◆ **DATA FOR THIS TASK**:

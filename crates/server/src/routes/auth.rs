use std::sync::Arc;

use axum::{
    extract::{Request, State},
    http::{header, StatusCode},
    middleware::Next,
    response::Response,
    Extension, Json,
};
use axum_extra::extract::{
    cookie::{Cookie, CookieJar, SameSite},
    WithRejection,
};
use sea_orm::DatabaseConnection;
use serde::Serialize;
use uuid::Uuid;

use service::auth::domain::{AuthUser, LoginInput, RegisterInput};
use service::auth::repo::seaorm::SeaOrmAuthRepository;
use service::auth::service::{AuthConfig, AuthService};

use crate::errors::JsonApiError;
use crate::extract::ApiJson;

pub const AUTH_COOKIE: &str = "auth_token";

#[derive(Clone)]
pub struct ServerState {
    pub db: DatabaseConnection,
    pub auth: Arc<AuthService<SeaOrmAuthRepository>>,
    pub uploads: configs::UploadConfig,
}

impl ServerState {
    pub fn new(db: DatabaseConnection, cfg: &configs::AppConfig) -> Self {
        let repo = Arc::new(SeaOrmAuthRepository::new(db.clone()));
        let auth = Arc::new(AuthService::new(repo, AuthConfig::from(&cfg.auth)));
        Self { db, auth, uploads: cfg.uploads.clone() }
    }
}

/// The authenticated caller, inserted by [`require_auth`].
#[derive(Clone, Debug)]
pub struct CurrentUser(pub AuthUser);

#[derive(Serialize)]
pub struct RegisterOutput {
    pub id: Uuid,
    pub email: String,
    pub full_name: Option<String>,
    pub is_active: bool,
}

#[derive(Serialize)]
pub struct LoginUser {
    pub id: Uuid,
    pub email: String,
    pub full_name: Option<String>,
    pub is_superuser: bool,
}

#[derive(Serialize)]
pub struct LoginOutput {
    pub access_token: String,
    pub token_type: &'static str,
    pub user: LoginUser,
}

#[utoipa::path(post, path = "/api/v1/auth/register", tag = "auth", request_body = crate::openapi::RegisterRequest,
    responses((status = 201, description = "Registered"), (status = 400, description = "Bad Request"), (status = 409, description = "Email already registered")))]
pub async fn register(
    State(state): State<ServerState>,
    WithRejection(Json(input), _): ApiJson<RegisterInput>,
) -> Result<(StatusCode, Json<RegisterOutput>), JsonApiError> {
    let u = state.auth.register(input).await?;
    Ok((
        StatusCode::CREATED,
        Json(RegisterOutput { id: u.id, email: u.email, full_name: u.full_name, is_active: u.is_active }),
    ))
}

#[utoipa::path(post, path = "/api/v1/auth/login", tag = "auth", request_body = crate::openapi::LoginRequest,
    responses((status = 200, description = "Logged in; also sets the auth_token cookie"), (status = 401, description = "Unauthorized"), (status = 403, description = "Inactive user")))]
pub async fn login(
    State(state): State<ServerState>,
    jar: CookieJar,
    WithRejection(Json(input), _): ApiJson<LoginInput>,
) -> Result<(CookieJar, Json<LoginOutput>), JsonApiError> {
    let session = state.auth.login(input).await?;
    let mut cookie = Cookie::new(AUTH_COOKIE, session.token.clone());
    cookie.set_path("/");
    cookie.set_http_only(true);
    cookie.set_secure(false);
    cookie.set_same_site(SameSite::Lax);
    let user = session.user;
    let out = LoginOutput {
        access_token: session.token,
        token_type: "bearer",
        user: LoginUser { id: user.id, email: user.email, full_name: user.full_name, is_superuser: user.is_superuser },
    };
    Ok((jar.add(cookie), Json(out)))
}

pub async fn logout(jar: CookieJar) -> (CookieJar, StatusCode) {
    let jar = jar.remove(Cookie::build(AUTH_COOKIE).path("/"));
    (jar, StatusCode::NO_CONTENT)
}

/// `Authorization: Bearer <token>`, falling back to the `auth_token` cookie.
fn extract_token(req: &Request) -> Result<String, JsonApiError> {
    if let Some(h) = req.headers().get(header::AUTHORIZATION) {
        let value = h.to_str().unwrap_or_default();
        return match value.strip_prefix("Bearer ") {
            Some(t) if !t.trim().is_empty() => Ok(t.trim().to_string()),
            _ => Err(JsonApiError::unauthorized("Could not validate credentials")),
        };
    }
    CookieJar::from_headers(req.headers())
        .get(AUTH_COOKIE)
        .map(|c| c.value().to_string())
        .filter(|v| !v.is_empty())
        .ok_or_else(|| JsonApiError::unauthorized("Not authenticated"))
}

/// Resolve the caller and stash it in request extensions.
pub async fn require_auth(
    State(state): State<ServerState>,
    mut req: Request,
    next: Next,
) -> Result<Response, JsonApiError> {
    let token = extract_token(&req)?;
    let user = state.auth.authenticate(&token).await?;
    req.extensions_mut().insert(CurrentUser(user));
    Ok(next.run(req).await)
}

/// Runs after [`require_auth`]; superusers only.
pub async fn require_admin(
    Extension(CurrentUser(user)): Extension<CurrentUser>,
    req: Request,
    next: Next,
) -> Result<Response, JsonApiError> {
    if !user.is_superuser {
        tracing::warn!(user_id = %user.id, path = %req.uri().path(), "admin route refused");
        return Err(JsonApiError::forbidden("Not enough permissions"));
    }
    Ok(next.run(req).await)
}
//! Create `automations` table with FK to `users`.
//!
//! `platforms` is a JSON array of board names.
use sea_orm_migration::{prelude::*, schema::*};

#[derive(DeriveMigrationName)]
pub struct Migration;

#[async_trait::async_trait]
impl MigrationTrait for Migration {
    async fn up(&self, manager: &SchemaManager) -> Result<(), DbErr> {
        manager
            .create_table(
                Table::create()
                    .table(Automations::Table)
                    .if_not_exists()
                    .col(uuid(Automations::Id).primary_key())
                    .col(uuid(Automations::UserId).not_null())
                    .col(string_len(Automations::Name, 255).not_null())
                    .col(ColumnDef::new(Automations::TargetTitles).text().null())
                    .col(ColumnDef::new(Automations::Locations).text().null())
                    .col(integer(Automations::DailyLimit).not_null().default(25))
                    .col(json_binary(Automations::Platforms).not_null())
                    .col(ColumnDef::new(Automations::CoverLetterTemplate).text().null())
                    .col(string_len(Automations::Status, 32).not_null().default("paused"))
                    .col(integer(Automations::TotalApplied).not_null().default(0))
                    .col(timestamp_with_time_zone(Automations::CreatedAt).not_null())
                    .col(timestamp_with_time_zone(Automations::UpdatedAt).not_null())
                    .foreign_key(
                        ForeignKey::create()
                            .name("fk_automations_user")
                            .from(Automations::Table, Automations::UserId)
                            .to(Users::Table, Users::Id)
                            .on_delete(ForeignKeyAction::Cascade)
                            .on_update(ForeignKeyAction::Cascade),
                    )
                    .to_owned(),
            )
            .await
    }

    async fn down(&self, manager: &SchemaManager) -> Result<(), DbErr> {
        manager.drop_table(Table::drop().table(Automations::Table).to_owned()).await
    }
}

#[derive(DeriveIden)]
enum Automations {
    Table,
    Id,
    UserId,
    Name,
    TargetTitles,
    Locations,
    DailyLimit,
    Platforms,
    CoverLetterTemplate,
    Status,
    TotalApplied,
    CreatedAt,
    UpdatedAt,
}

#[derive(DeriveIden)]
enum Users { Table, Id }
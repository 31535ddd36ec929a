use std::net::SocketAddr;

use axum::Router;
use common::{env::ensure_upload_dir, utils::logging::init_logging};
use dotenvy::dotenv;
use migration::MigratorTrait;
use sea_orm::DatabaseConnection;
use tower_http::cors::CorsLayer;
use tracing::info;

use crate::errors::StartupError;
use crate::routes::{self, auth::ServerState};

fn build_cors() -> CorsLayer {
    CorsLayer::very_permissive()
}

fn bind_addr(cfg: &configs::ServerConfig) -> Result<SocketAddr, StartupError> {
    format!("{}:{}", cfg.host, cfg.port)
        .parse()
        .map_err(|e| StartupError::InvalidConfig(format!("bad bind address {}:{}: {e}", cfg.host, cfg.port)))
}

/// Router over an existing connection; no I/O besides what requests do.
pub fn build_app(cfg: &configs::AppConfig, db: DatabaseConnection) -> Router {
    let state = ServerState::new(db, cfg);
    routes::build_router(state, build_cors())
}

/// Public entry: load config, migrate, build the app and serve.
pub async fn run() -> Result<(), StartupError> {
    dotenv().ok();
    let cfg = configs::AppConfig::load_and_validate().map_err(|e| StartupError::InvalidConfig(e.to_string()))?;
    init_logging(cfg.logging.is_json());

    let db = models::db::connect_with_config(&cfg.database).await?;
    migration::Migrator::up(&db, None).await.map_err(anyhow::Error::from)?;
    info!(event = "migrations_applied", "database schema up to date");

    ensure_upload_dir(&cfg.uploads.dir).await?;

    let app = build_app(&cfg, db);
    let addr = bind_addr(&cfg.server)?;
    info!(%addr, event = "listening", "starting job tracker api");
    let listener = tokio::net::TcpListener::bind(addr).await.map_err(anyhow::Error::from)?;
    axum::serve(listener, app).await.map_err(anyhow::Error::from)?;
    Ok(())
}
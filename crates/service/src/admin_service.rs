//! Superuser moderation of users and job postings.
use uuid::Uuid;
use chrono::Utc;
use sea_orm::{
    ActiveModelTrait, ColumnTrait, Condition, DatabaseConnection, EntityTrait, QueryFilter,
    QueryOrder, Set,
};
use serde::{Deserialize, Serialize};
use tracing::{info, instrument};

use models::job::{self, JobStatus};
use models::user;
use crate::errors::ServiceError;
use crate::query::{icontains, non_blank};

#[derive(Debug, Clone, Serialize)]
pub struct AdminUserView {
    pub id: Uuid,
    pub name: String,
    pub email: String,
    pub role: &'static str,
    pub status: &'static str,
    /// Sign-up date, `YYYY-MM-DD`.
    pub joined: String,
}

impl From<&user::Model> for AdminUserView {
    fn from(u: &user::Model) -> Self {
        let name = u
            .full_name
            .clone()
            .or_else(|| u.username.clone())
            .unwrap_or_else(|| u.email.split('@').next().unwrap_or_default().to_string());
        Self {
            id: u.id,
            name,
            email: u.email.clone(),
            role: if u.is_superuser { "admin" } else { "user" },
            status: if u.is_active { "active" } else { "suspended" },
            joined: u.created_at.date_naive().to_string(),
        }
    }
}

/// Fields an admin may change on a posting; absent fields are kept.
#[derive(Debug, Clone, Default, Deserialize)]
pub struct JobUpdate {
    pub title: Option<String>,
    pub company: Option<String>,
    pub location: Option<String>,
    pub description: Option<String>,
    pub job_url: Option<String>,
    pub salary_range: Option<String>,
    pub job_type: Option<String>,
    pub source: Option<String>,
    pub status: Option<JobStatus>,
}

/// `status` is `active` or `suspended`; other values do not filter.
#[instrument(skip(db))]
pub async fn list_users(db: &DatabaseConnection, search: Option<&str>, status: Option<&str>) -> Result<Vec<AdminUserView>, ServiceError> {
    let mut q = user::Entity::find();
    if let Some(s) = non_blank(search) {
        q = q.filter(
            Condition::any()
                .add(icontains((user::Entity, user::Column::Email), s))
                .add(
                    Condition::all()
                        .add(user::Column::FullName.is_not_null())
                        .add(icontains((user::Entity, user::Column::FullName), s)),
                ),
        );
    }
    match status {
        Some("active") => q = q.filter(user::Column::IsActive.eq(true)),
        Some("suspended") => q = q.filter(user::Column::IsActive.eq(false)),
        _ => {}
    }
    let users = q.order_by_desc(user::Column::CreatedAt).all(db).await?;
    Ok(users.iter().map(AdminUserView::from).collect())
}

async fn set_active(db: &DatabaseConnection, user_id: Uuid, active: bool) -> Result<(), ServiceError> {
    let found = user::Entity::find_by_id(user_id)
        .one(db)
        .await?
        .ok_or_else(|| ServiceError::NotFound("User not found.".into()))?;
    let mut am: user::ActiveModel = found.into();
    am.is_active = Set(active);
    am.updated_at = Set(Utc::now().into());
    am.update(db).await?;
    info!(user_id = %user_id, active, "user_activation_changed");
    Ok(())
}

#[instrument(skip(db))]
pub async fn suspend_user(db: &DatabaseConnection, admin_id: Uuid, user_id: Uuid) -> Result<(), ServiceError> {
    if admin_id == user_id {
        return Err(ServiceError::Validation("You cannot suspend your own admin account.".into()));
    }
    set_active(db, user_id, false).await
}

#[instrument(skip(db))]
pub async fn activate_user(db: &DatabaseConnection, user_id: Uuid) -> Result<(), ServiceError> {
    set_active(db, user_id, true).await
}

/// Every posting regardless of status, newest first; `search` matches title or company.
#[instrument(skip(db))]
pub async fn list_jobs(db: &DatabaseConnection, search: Option<&str>, status: Option<&str>) -> Result<Vec<job::Model>, ServiceError> {
    let mut q = job::Entity::find();
    if let Some(s) = non_blank(search) {
        q = q.filter(
            Condition::any()
                .add(icontains((job::Entity, job::Column::Title), s))
                .add(icontains((job::Entity, job::Column::Company), s)),
        );
    }
    if let Some(st) = status.and_then(|s| s.parse::<JobStatus>().ok()) {
        q = q.filter(job::Column::Status.eq(st.as_str()));
    }
    Ok(q.order_by_desc(job::Column::CreatedAt).all(db).await?)
}

fn job_not_found() -> ServiceError {
    ServiceError::NotFound("Job not found.".into())
}

#[instrument(skip(db, input))]
pub async fn update_job(db: &DatabaseConnection, id: Uuid, input: JobUpdate) -> Result<job::Model, ServiceError> {
    let found = job::Entity::find_by_id(id).one(db).await?.ok_or_else(job_not_found)?;
    let mut am: job::ActiveModel = found.into();
    if let Some(v) = input.title {
        if v.trim().is_empty() {
            return Err(ServiceError::Validation("title required".into()));
        }
        am.title = Set(v.trim().to_string());
    }
    if let Some(v) = input.company {
        if v.trim().is_empty() {
            return Err(ServiceError::Validation("company required".into()));
        }
        am.company = Set(v.trim().to_string());
    }
    if let Some(v) = input.location {
        am.location = Set(Some(v));
    }
    if let Some(v) = input.description {
        am.description = Set(Some(v));
    }
    if let Some(v) = input.job_url {
        if !(v.is_empty() || v.starts_with("http://") || v.starts_with("https://")) {
            return Err(ServiceError::Validation("job_url must start with http(s)".into()));
        }
        am.job_url = Set(Some(v));
    }
    if let Some(v) = input.salary_range {
        am.salary_range = Set(Some(v));
    }
    if let Some(v) = input.job_type {
        am.job_type = Set(Some(v));
    }
    if let Some(v) = input.source {
        am.source = Set(Some(v));
    }
    if let Some(st) = input.status {
        am.status = Set(st.as_str().to_string());
    }
    am.updated_at = Set(Utc::now().into());
    Ok(am.update(db).await?)
}

#[instrument(skip(db))]
pub async fn set_job_status(db: &DatabaseConnection, id: Uuid, status: JobStatus) -> Result<(), ServiceError> {
    update_job(db, id, JobUpdate { status: Some(status), ..Default::default() }).await?;
    info!(job_id = %id, status = %status, "job_moderated");
    Ok(())
}

#[cfg(test)]
mod tests {
    use super::*;
    use crate::test_support::{get_db, make_user};

    #[test]
    fn admin_view_falls_back_to_email_local_part() {
        let now = Utc::now().into();
        let u = user::Model {
            id: Uuid::new_v4(),
            email: "jane.doe@example.com".into(),
            hashed_password: String::new(),
            full_name: None,
            username: None,
            email_verified: false,
            password_changed_at: None,
            two_factor_enabled: false,
            is_active: false,
            is_superuser: true,
            created_at: now,
            updated_at: now,
        };
        let v = AdminUserView::from(&u);
        assert_eq!(v.name, "jane.doe");
        assert_eq!(v.role, "admin");
        assert_eq!(v.status, "suspended");
        assert_eq!(v.joined.len(), 10);
    }

    #[tokio::test]
    async fn suspend_and_moderate() -> Result<(), anyhow::Error> {
        let Some(db) = get_db().await else { return Ok(()) };
        let admin = make_user(&db, Some("Admin")).await?;
        let target = make_user(&db, Some("Target Person")).await?;

        let own = suspend_user(&db, admin.id, admin.id).await.unwrap_err();
        assert_eq!(own.to_string(), "validation error: You cannot suspend your own admin account.");
        assert!(matches!(suspend_user(&db, admin.id, Uuid::new_v4()).await, Err(ServiceError::NotFound(_))));

        suspend_user(&db, admin.id, target.id).await?;
        let suspended = list_users(&db, Some(&target.email), Some("suspended")).await?;
        assert_eq!(suspended.len(), 1);
        activate_user(&db, target.id).await?;
        assert!(list_users(&db, Some(&target.email), Some("suspended")).await?.is_empty());

        let marker = Uuid::new_v4().simple().to_string();
        let posted = job::create(&db, job::NewJob { title: format!("Mod {marker}"), company: "Acme".into(), ..Default::default() }).await?;
        set_job_status(&db, posted.id, JobStatus::Approved).await?;
        let approved = list_jobs(&db, Some(&marker), Some("approved")).await?;
        assert_eq!(approved.len(), 1);
        set_job_status(&db, posted.id, JobStatus::Rejected).await?;
        assert!(list_jobs(&db, Some(&marker), Some("approved")).await?.is_empty());
        assert!(matches!(set_job_status(&db, Uuid::new_v4(), JobStatus::Approved).await, Err(ServiceError::NotFound(_))));
        Ok(())
    }
}
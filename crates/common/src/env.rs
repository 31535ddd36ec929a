//! Environment/runtime helpers
//!
//! Sanity checks to ensure expected directories exist at startup.

use std::path::{Path, PathBuf};
use tracing::{info, warn};

/// Ensure the upload root and its `resumes/` subdirectory exist.
pub async fn ensure_upload_dir(upload_dir: &str) -> anyhow::Result<PathBuf> {
    let root = Path::new(upload_dir);
    let resumes = root.join("resumes");
    tokio::fs::create_dir_all(&resumes)
        .await
        .map_err(|e| anyhow::anyhow!("cannot create {}: {e}", resumes.display()))?;
    if root.is_relative() {
        warn!(%upload_dir, "upload directory is relative to the working directory");
    }
    info!(path = %resumes.display(), "upload directory ready");
    Ok(root.to_path_buf())
}
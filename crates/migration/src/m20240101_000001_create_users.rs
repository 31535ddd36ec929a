//! Create `users` table.
//!
//! Account rows; password hash lives here.
use sea_orm_migration::{prelude::*, schema::*};

#[derive(DeriveMigrationName)]
pub struct Migration;

#[async_trait::async_trait]
impl MigrationTrait for Migration {
    async fn up(&self, manager: &SchemaManager) -> Result<(), DbErr> {
        manager
            .create_table(
                Table::create()
                    .table(Users::Table)
                    .if_not_exists()
                    .col(uuid(Users::Id).primary_key())
                    .col(string_len(Users::Email, 255).unique_key().not_null())
                    .col(string_len(Users::HashedPassword, 255).not_null())
                    .col(ColumnDef::new(Users::FullName).string_len(255).null())
                    .col(ColumnDef::new(Users::Username).string_len(64).unique_key().null())
                    .col(boolean(Users::EmailVerified).not_null().default(false))
                    .col(
                        ColumnDef::new(Users::PasswordChangedAt)
                            .timestamp_with_time_zone()
                            .null(),
                    )
                    .col(boolean(Users::TwoFactorEnabled).not_null().default(false))
                    .col(boolean(Users::IsActive).not_null().default(true))
                    .col(boolean(Users::IsSuperuser).not_null().default(false))
                    .col(timestamp_with_time_zone(Users::CreatedAt).not_null())
                    .col(timestamp_with_time_zone(Users::UpdatedAt).not_null())
                    .to_owned(),
            )
            .await
    }

    async fn down(&self, manager: &SchemaManager) -> Result<(), DbErr> {
        manager.drop_table(Table::drop().table(Users::Table).to_owned()).await
    }
}

#[derive(DeriveIden)]
enum Users {
    Table,
    Id,
    Email,
    HashedPassword,
    FullName,
    Username,
    EmailVerified,
    PasswordChangedAt,
    TwoFactorEnabled,
    IsActive,
    IsSuperuser,
    CreatedAt,
    UpdatedAt,
}
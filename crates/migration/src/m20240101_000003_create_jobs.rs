//! Create `jobs` table.
//!
//! Postings go through moderation; `status` starts as `pending`.
use sea_orm_migration::{prelude::*, schema::*};

#[derive(DeriveMigrationName)]
pub struct Migration;

#[async_trait::async_trait]
impl MigrationTrait for Migration {
    async fn up(&self, manager: &SchemaManager) -> Result<(), DbErr> {
        manager
            .create_table(
                Table::create()
                    .table(Jobs::Table)
                    .if_not_exists()
                    .col(uuid(Jobs::Id).primary_key())
                    .col(string_len(Jobs::Title, 255).not_null())
                    .col(string_len(Jobs::Company, 255).not_null())
                    .col(ColumnDef::new(Jobs::Location).string_len(255).null())
                    .col(ColumnDef::new(Jobs::Description).text().null())
                    .col(ColumnDef::new(Jobs::JobUrl).string_len(1024).null())
                    .col(ColumnDef::new(Jobs::SalaryRange).string_len(128).null())
                    .col(ColumnDef::new(Jobs::JobType).string_len(64).null())
                    .col(ColumnDef::new(Jobs::Source).string_len(64).null())
                    .col(ColumnDef::new(Jobs::ExternalId).string_len(255).null())
                    .col(string_len(Jobs::Status, 32).not_null().default("pending"))
                    .col(timestamp_with_time_zone(Jobs::CreatedAt).not_null())
                    .col(timestamp_with_time_zone(Jobs::UpdatedAt).not_null())
                    .to_owned(),
            )
            .await
    }

    async fn down(&self, manager: &SchemaManager) -> Result<(), DbErr> {
        manager.drop_table(Table::drop().table(Jobs::Table).to_owned()).await
    }
}

#[derive(DeriveIden)]
enum Jobs {
    Table,
    Id,
    Title,
    Company,
    Location,
    Description,
    JobUrl,
    SalaryRange,
    JobType,
    Source,
    ExternalId,
    Status,
    CreatedAt,
    UpdatedAt,
}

◆ **PROBLEM DESCRIPTION**: Give back exactly the lines from the first line of the records through the line holding "use crate::extract::ApiJson;", including both of those lines and leaving out all others.

◆ **RESULT**:
filename crates/server/src/routes/auth.rs
use std::sync::Arc;

use axum::{
    extract::{Request, State},
    http::{header, StatusCode},
    middleware::Next,
    response::Response,
    Extension, Json,
};
use axum_extra::extract::{
    cookie::{Cookie, CookieJar, SameSite},
    WithRejection,
};
use sea_orm::DatabaseConnection;
use serde::Serialize;
use uuid::Uuid;

use service::auth::domain::{AuthUser, LoginInput, RegisterInput};
use service::auth::repo::seaorm::SeaOrmAuthRepository;
use service::auth::service::{AuthConfig, AuthService};

use crate::errors::JsonApiError;
use crate::extract::ApiJson;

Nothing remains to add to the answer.